Nanoparticle characterization is necessary to establish understanding and control of nanoparticle synthesis and applications. Characterization is done by using a variety of different techniques, mainly drawn from materials science. Common techniques are electron microscopy (transmission electron microscopy (TEM) and scanning electron microscopy (SEM)), atomic force microscopy (AFM), dynamic light scattering (DLS), x-ray photoelectron spectroscopy (XPS), powder x-ray diffractometry (XRD), Fourier transform infrared spectroscopy (FTIR), Matrix-Assisted Laser-Desorption Time-of-flight mass spectrometry (MALDI-TOF), and Ultraviolet-visible spectroscopy.

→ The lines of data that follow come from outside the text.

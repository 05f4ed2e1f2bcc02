//! Minimal Markdown to HTML for researcher notes.
//!
//! Supports headings, paragraphs, `-`/`*` bullet lists, `**bold**`,
//! `*italic*` and `[text](url)` links. Everything else is escaped text.

use regex::Regex;
use std::sync::OnceLock;

static LINK_REGEX: OnceLock<Regex> = OnceLock::new();
static BOLD_REGEX: OnceLock<Regex> = OnceLock::new();
static ITALIC_REGEX: OnceLock<Regex> = OnceLock::new();

/// Marker left in the generated stub until the researcher writes real notes.
const STUB_MARKER: &str = "(Add ";

/// Escape text for HTML element content and attribute values.
pub fn escape_html(text: &str) -> String {
    let mut out = String::with_capacity(text.len());
    for c in text.chars() {
        match c {
            '&' => out.push_str("&amp;"),
            '<' => out.push_str("&lt;"),
            '>' => out.push_str("&gt;"),
            '"' => out.push_str("&quot;"),
            '\'' => out.push_str("&#x27;"),
            _ => out.push(c),
        }
    }
    out
}

/// Whether `notes` is still the untouched stub.
pub fn is_stub(notes: &str) -> bool {
    notes.trim().is_empty() || notes.contains(STUB_MARKER)
}

fn inline(text: &str) -> String {
    let escaped = escape_html(text);

    let link_regex = LINK_REGEX.get_or_init(|| Regex::new(r"\[([^\]]+)\]\(([^)\s]+)\)").unwrap());
    let bold_regex = BOLD_REGEX.get_or_init(|| Regex::new(r"\*\*(.+?)\*\*").unwrap());
    let italic_regex = ITALIC_REGEX.get_or_init(|| Regex::new(r"\*([^*\s][^*]*?)\*").unwrap());

    let linked = link_regex.replace_all(&escaped, r#"<a href="$2" target="_blank">$1</a>"#);
    let bold = bold_regex.replace_all(&linked, "<strong>$1</strong>");
    italic_regex.replace_all(&bold, "<em>$1</em>").into_owned()
}

/// Convert notes to HTML. The first `#` heading is dropped when it only
/// repeats the page title.
pub fn to_html(markdown: &str, title: &str) -> String {
    let mut html = String::new();
    let mut paragraph: Vec<&str> = Vec::new();
    let mut list: Vec<&str> = Vec::new();

    fn flush_paragraph(html: &mut String, paragraph: &mut Vec<&str>) {
        if !paragraph.is_empty() {
            html.push_str(&format!("<p>{}</p>\n", inline(&paragraph.join(" "))));
            paragraph.clear();
        }
    }

    fn flush_list(html: &mut String, list: &mut Vec<&str>) {
        if !list.is_empty() {
            html.push_str("<ul>\n");
            for item in list.iter() {
                html.push_str(&format!("<li>{}</li>\n", inline(item)));
            }
            html.push_str("</ul>\n");
            list.clear();
        }
    }

    for line in markdown.lines() {
        let trimmed = line.trim();

        if let Some((level, text)) = heading(trimmed) {
            flush_paragraph(&mut html, &mut paragraph);
            flush_list(&mut html, &mut list);
            if level == 1 && text == title {
                continue;
            }
            // page headings are h1/h2 already
            let tag = (level + 1).min(6);
            html.push_str(&format!("<h{tag}>{}</h{tag}>\n", inline(text)));
        } else if let Some(item) = trimmed.strip_prefix("- ").or_else(|| trimmed.strip_prefix("* ")) {
            flush_paragraph(&mut html, &mut paragraph);
            list.push(item);
        } else if trimmed.is_empty() {
            flush_paragraph(&mut html, &mut paragraph);
            flush_list(&mut html, &mut list);
        } else {
            flush_list(&mut html, &mut list);
            paragraph.push(trimmed);
        }
    }
    flush_paragraph(&mut html, &mut paragraph);
    flush_list(&mut html, &mut list);
    html
}

fn heading(line: &str) -> Option<(usize, &str)> {
    let level = line.chars().take_while(|c| *c == '#').count();
    if level == 0 || level > 6 {
        return None;
    }
    line[level..].strip_prefix(' ').map(|text| (level, text.trim()))
}

#[cfg(test)]
mod tests {
    use super::*;

    #[test]
    fn test_escape_html() {
        assert_eq!(escape_html("<b>R&D</b>"), "&lt;b&gt;R&amp;D&lt;/b&gt;");
    }

    #[test]
    fn test_headings_lists_and_inline() {
        let md = "# Wolof\n\n## Observations\n\nStrong **community** work, see [GalsenAI](https://galsen.ai).\n\n- one\n- *two*\n";
        let html = to_html(md, "Wolof");

        assert!(!html.contains("<h2>Wolof</h2>"));
        assert!(html.contains("<h3>Observations</h3>"));
        assert!(html.contains("<strong>community</strong>"));
        assert!(html.contains(r#"<a href="https://galsen.ai" target="_blank">GalsenAI</a>"#));
        assert!(html.contains("<ul>\n<li>one</li>\n<li><em>two</em></li>\n</ul>"));
    }

    #[test]
    fn test_raw_html_is_escaped() {
        let html = to_html("<script>alert(1)</script>", "X");
        assert!(html.contains("&lt;script&gt;"));
        assert!(!html.contains("<script>"));
    }

    #[test]
    fn test_paragraph_lines_are_joined() {
        assert_eq!(to_html("first line\nsecond line\n", "X"), "<p>first line second line</p>\n");
    }

    #[test]
    fn test_is_stub() {
        assert!(is_stub("# Hausa\n\n(Add manual observations here)\n"));
        assert!(is_stub("  \n"));
        assert!(!is_stub("Met the team in Kano."));
    }
}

Although the theory of Brownian motion has been known for over a century, the technology for Nanoparticle tracking analysis (NTA) allows direct tracking of the Brownian motion, and this method therefore allows the sizing of individual nanoparticles in solution.
There are several methods for creating nanoparticles; attrition and pyrolysis are common methods. In attrition, macro or micro scale particles are ground in a ball mill, a planetary ball mill, or other size reducing mechanism. The resulting particles are air classified to recover nanoparticles.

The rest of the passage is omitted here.